_What you will do:_
Scan the entries below. Report each line where the string "becomes" occurs.
──────── Records provided
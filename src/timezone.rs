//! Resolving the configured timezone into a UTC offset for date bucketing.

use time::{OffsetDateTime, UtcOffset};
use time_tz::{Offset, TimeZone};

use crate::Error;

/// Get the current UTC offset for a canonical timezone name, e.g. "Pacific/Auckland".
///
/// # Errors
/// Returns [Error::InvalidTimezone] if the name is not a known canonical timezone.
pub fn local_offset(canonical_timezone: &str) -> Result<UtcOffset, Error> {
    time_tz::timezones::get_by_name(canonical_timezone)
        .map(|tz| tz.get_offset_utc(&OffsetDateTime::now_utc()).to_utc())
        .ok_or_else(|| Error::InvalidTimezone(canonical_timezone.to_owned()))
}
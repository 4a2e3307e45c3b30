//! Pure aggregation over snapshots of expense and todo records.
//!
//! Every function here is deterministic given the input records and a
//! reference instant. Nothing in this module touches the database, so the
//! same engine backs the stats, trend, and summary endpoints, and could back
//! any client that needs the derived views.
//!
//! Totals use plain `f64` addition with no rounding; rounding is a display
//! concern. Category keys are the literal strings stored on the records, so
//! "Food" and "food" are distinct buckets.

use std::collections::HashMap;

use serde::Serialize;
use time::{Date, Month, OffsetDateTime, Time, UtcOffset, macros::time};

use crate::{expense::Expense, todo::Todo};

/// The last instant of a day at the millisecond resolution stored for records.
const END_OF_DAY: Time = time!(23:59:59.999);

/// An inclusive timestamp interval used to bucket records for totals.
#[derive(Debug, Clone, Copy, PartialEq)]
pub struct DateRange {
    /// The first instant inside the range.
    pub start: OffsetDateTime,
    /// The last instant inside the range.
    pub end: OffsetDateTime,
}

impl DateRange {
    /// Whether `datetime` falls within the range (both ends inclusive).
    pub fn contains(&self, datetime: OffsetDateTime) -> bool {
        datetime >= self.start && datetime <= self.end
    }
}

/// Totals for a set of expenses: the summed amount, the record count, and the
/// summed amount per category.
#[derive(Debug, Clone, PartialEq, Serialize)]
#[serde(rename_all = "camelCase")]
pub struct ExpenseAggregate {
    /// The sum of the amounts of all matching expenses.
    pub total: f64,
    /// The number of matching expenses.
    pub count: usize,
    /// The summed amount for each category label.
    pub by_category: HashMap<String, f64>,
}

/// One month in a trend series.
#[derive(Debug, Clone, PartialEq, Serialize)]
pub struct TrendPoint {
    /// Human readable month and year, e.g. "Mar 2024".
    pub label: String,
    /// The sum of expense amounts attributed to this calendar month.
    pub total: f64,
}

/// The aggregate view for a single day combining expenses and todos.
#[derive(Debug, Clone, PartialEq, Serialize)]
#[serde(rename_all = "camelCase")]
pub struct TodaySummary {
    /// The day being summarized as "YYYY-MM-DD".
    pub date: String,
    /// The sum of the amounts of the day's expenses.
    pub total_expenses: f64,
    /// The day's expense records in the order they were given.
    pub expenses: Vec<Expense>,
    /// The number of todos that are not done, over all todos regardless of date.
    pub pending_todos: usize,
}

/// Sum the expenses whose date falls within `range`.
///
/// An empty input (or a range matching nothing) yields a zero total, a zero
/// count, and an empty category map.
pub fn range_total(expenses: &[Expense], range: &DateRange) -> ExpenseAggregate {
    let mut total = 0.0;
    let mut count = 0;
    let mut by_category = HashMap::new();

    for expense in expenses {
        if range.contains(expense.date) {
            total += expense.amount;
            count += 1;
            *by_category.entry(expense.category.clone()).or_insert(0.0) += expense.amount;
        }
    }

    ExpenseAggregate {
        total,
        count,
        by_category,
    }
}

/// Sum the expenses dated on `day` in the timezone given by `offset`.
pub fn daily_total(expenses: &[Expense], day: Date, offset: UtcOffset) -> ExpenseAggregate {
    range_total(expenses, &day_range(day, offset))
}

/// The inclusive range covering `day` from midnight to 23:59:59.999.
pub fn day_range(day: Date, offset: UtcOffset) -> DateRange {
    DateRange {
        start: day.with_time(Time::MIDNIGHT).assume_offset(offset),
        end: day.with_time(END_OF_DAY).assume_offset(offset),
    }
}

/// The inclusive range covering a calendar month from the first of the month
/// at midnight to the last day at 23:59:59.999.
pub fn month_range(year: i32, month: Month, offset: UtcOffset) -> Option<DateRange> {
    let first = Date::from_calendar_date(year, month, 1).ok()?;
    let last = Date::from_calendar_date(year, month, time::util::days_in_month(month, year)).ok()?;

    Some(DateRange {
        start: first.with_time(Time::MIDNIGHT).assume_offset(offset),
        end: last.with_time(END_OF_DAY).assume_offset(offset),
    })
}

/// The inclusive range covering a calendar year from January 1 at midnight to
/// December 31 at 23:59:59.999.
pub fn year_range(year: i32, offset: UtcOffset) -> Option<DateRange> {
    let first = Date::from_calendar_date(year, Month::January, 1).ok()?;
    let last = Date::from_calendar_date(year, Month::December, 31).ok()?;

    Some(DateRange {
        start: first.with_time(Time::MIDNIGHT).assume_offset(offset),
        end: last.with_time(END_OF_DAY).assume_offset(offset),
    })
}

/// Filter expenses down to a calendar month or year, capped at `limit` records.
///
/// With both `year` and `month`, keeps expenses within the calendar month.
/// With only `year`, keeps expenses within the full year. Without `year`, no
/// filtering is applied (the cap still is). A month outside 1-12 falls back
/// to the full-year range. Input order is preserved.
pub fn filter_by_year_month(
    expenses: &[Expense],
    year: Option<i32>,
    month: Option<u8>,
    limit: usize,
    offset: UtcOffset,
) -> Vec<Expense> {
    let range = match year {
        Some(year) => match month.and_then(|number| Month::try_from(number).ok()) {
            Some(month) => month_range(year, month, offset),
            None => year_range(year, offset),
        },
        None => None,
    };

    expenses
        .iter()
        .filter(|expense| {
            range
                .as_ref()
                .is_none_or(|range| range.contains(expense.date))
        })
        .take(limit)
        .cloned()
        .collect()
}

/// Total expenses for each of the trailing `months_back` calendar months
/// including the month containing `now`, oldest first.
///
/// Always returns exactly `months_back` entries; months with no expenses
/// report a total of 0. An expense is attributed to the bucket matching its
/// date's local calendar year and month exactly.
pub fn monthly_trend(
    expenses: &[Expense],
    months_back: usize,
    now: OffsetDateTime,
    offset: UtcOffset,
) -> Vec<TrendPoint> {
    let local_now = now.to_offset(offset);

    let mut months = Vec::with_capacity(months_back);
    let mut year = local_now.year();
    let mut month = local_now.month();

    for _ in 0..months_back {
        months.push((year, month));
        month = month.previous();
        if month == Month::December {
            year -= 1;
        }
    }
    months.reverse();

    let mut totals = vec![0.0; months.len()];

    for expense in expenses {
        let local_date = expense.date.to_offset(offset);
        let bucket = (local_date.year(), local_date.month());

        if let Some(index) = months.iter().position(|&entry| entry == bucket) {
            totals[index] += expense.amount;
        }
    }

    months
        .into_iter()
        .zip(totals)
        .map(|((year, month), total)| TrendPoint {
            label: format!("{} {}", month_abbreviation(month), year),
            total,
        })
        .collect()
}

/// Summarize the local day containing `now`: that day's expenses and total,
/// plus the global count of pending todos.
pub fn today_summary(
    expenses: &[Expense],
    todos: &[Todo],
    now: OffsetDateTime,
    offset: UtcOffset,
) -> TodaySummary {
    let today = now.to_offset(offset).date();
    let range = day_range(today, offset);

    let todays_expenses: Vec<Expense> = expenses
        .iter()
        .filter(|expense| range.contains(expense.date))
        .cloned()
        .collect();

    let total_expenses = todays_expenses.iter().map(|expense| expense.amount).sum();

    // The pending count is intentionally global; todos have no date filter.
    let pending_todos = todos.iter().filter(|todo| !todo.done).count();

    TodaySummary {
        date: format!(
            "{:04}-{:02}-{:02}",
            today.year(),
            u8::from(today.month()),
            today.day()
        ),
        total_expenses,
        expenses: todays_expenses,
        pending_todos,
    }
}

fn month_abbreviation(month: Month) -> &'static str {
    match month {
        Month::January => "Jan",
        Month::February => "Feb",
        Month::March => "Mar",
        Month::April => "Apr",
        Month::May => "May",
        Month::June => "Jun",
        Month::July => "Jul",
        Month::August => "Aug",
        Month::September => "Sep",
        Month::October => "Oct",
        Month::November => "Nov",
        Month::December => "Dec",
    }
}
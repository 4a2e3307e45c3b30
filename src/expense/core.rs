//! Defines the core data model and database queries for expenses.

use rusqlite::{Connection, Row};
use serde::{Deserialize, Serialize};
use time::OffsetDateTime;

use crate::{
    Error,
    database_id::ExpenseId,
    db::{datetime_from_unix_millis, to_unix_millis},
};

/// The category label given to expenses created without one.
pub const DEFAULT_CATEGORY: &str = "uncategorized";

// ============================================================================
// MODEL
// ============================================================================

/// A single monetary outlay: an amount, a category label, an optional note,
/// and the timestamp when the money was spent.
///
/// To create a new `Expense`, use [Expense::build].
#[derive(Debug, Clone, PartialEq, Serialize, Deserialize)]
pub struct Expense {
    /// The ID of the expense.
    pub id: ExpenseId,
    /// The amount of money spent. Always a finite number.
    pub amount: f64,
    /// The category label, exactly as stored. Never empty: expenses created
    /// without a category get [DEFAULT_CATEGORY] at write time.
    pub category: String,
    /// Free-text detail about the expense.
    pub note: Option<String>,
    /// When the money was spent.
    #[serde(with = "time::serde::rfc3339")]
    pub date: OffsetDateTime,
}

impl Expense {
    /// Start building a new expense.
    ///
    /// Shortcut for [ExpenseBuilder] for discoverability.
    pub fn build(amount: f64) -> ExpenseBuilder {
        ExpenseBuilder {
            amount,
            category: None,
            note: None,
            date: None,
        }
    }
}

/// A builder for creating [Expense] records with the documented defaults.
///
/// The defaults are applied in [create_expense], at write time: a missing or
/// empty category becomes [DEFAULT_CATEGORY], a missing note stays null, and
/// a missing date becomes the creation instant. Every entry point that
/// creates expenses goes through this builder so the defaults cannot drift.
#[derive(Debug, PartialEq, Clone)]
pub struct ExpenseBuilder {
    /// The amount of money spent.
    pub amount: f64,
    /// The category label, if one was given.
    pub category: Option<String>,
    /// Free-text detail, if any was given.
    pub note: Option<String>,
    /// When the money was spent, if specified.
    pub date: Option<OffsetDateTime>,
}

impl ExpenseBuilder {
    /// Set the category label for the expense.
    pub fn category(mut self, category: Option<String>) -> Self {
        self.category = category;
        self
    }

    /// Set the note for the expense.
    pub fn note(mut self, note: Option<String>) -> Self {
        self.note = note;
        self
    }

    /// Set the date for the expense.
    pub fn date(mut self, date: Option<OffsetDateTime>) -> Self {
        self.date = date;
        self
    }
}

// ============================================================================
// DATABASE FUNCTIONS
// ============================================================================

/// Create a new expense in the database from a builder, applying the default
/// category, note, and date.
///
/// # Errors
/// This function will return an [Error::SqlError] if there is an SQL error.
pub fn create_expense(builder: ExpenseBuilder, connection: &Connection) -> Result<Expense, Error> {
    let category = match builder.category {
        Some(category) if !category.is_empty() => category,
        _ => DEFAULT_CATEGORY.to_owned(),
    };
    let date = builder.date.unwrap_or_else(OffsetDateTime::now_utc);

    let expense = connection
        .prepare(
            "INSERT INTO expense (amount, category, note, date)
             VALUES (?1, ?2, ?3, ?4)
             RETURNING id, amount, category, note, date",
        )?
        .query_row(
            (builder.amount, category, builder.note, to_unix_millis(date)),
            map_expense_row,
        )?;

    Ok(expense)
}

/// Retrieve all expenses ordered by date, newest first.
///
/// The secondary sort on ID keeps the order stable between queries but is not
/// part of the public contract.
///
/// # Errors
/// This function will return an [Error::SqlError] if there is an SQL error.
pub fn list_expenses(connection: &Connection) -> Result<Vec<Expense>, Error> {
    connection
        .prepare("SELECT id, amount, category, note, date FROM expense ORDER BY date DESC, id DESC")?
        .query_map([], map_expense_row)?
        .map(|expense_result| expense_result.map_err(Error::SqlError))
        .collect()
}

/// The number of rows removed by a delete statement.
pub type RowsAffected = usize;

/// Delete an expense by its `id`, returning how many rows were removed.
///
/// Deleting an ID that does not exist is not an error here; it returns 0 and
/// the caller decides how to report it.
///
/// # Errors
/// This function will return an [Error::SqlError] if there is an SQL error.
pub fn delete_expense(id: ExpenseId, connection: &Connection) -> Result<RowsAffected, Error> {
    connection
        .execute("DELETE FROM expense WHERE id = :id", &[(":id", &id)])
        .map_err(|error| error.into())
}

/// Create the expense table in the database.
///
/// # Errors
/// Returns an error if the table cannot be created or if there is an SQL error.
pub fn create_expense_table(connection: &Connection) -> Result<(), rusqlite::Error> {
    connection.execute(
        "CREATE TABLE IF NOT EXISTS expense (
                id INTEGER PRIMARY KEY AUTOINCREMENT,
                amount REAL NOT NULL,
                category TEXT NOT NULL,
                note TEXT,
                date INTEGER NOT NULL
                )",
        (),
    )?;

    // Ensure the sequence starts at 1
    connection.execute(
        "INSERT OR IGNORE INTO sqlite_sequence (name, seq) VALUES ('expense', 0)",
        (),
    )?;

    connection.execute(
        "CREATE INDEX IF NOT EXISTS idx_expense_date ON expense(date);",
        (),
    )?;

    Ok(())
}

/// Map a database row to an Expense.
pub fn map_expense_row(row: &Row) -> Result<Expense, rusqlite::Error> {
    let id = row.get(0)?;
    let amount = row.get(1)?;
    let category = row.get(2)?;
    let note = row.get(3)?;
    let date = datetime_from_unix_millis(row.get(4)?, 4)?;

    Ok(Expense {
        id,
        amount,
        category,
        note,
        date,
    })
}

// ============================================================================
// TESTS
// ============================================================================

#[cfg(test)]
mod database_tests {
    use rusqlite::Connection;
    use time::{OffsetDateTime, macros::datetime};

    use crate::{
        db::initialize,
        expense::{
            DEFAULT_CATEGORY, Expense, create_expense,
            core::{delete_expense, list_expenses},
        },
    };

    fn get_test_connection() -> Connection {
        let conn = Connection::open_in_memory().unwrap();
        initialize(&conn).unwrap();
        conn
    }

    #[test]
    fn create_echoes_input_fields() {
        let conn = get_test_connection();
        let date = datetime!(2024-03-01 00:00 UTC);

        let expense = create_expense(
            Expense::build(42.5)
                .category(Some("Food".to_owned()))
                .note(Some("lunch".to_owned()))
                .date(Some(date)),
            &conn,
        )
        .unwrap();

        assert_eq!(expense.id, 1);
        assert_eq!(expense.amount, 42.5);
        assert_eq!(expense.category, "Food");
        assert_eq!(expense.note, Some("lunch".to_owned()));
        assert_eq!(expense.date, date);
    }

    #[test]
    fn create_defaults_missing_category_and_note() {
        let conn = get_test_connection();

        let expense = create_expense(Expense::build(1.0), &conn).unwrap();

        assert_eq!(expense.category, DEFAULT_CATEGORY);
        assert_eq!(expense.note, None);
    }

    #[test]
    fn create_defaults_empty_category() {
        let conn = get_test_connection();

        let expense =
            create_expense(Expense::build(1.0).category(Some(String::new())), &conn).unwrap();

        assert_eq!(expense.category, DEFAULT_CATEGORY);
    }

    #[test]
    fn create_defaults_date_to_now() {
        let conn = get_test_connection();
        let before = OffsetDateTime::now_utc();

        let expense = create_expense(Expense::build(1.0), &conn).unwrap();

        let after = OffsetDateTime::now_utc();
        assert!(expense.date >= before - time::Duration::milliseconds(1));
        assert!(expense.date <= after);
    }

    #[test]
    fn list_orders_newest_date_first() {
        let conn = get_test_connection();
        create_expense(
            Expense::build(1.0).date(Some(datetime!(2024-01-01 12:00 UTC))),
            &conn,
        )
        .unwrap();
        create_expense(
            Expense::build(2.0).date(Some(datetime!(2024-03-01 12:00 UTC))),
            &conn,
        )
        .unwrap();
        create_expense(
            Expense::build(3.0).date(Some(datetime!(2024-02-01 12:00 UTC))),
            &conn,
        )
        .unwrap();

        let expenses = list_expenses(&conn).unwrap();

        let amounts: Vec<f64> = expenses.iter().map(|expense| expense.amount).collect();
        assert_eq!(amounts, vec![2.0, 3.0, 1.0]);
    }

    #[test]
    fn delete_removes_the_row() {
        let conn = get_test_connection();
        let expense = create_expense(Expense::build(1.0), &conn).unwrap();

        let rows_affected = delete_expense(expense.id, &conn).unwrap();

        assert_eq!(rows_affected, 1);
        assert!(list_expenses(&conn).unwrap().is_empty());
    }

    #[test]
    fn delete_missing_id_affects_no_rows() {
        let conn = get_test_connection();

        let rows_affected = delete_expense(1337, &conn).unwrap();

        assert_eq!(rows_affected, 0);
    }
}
────────────────
_Output of the exercise:_
/// empty category becomes [DEFAULT_CATEGORY], a missing note stays null, and
/// a missing date becomes the creation instant. Every entry point that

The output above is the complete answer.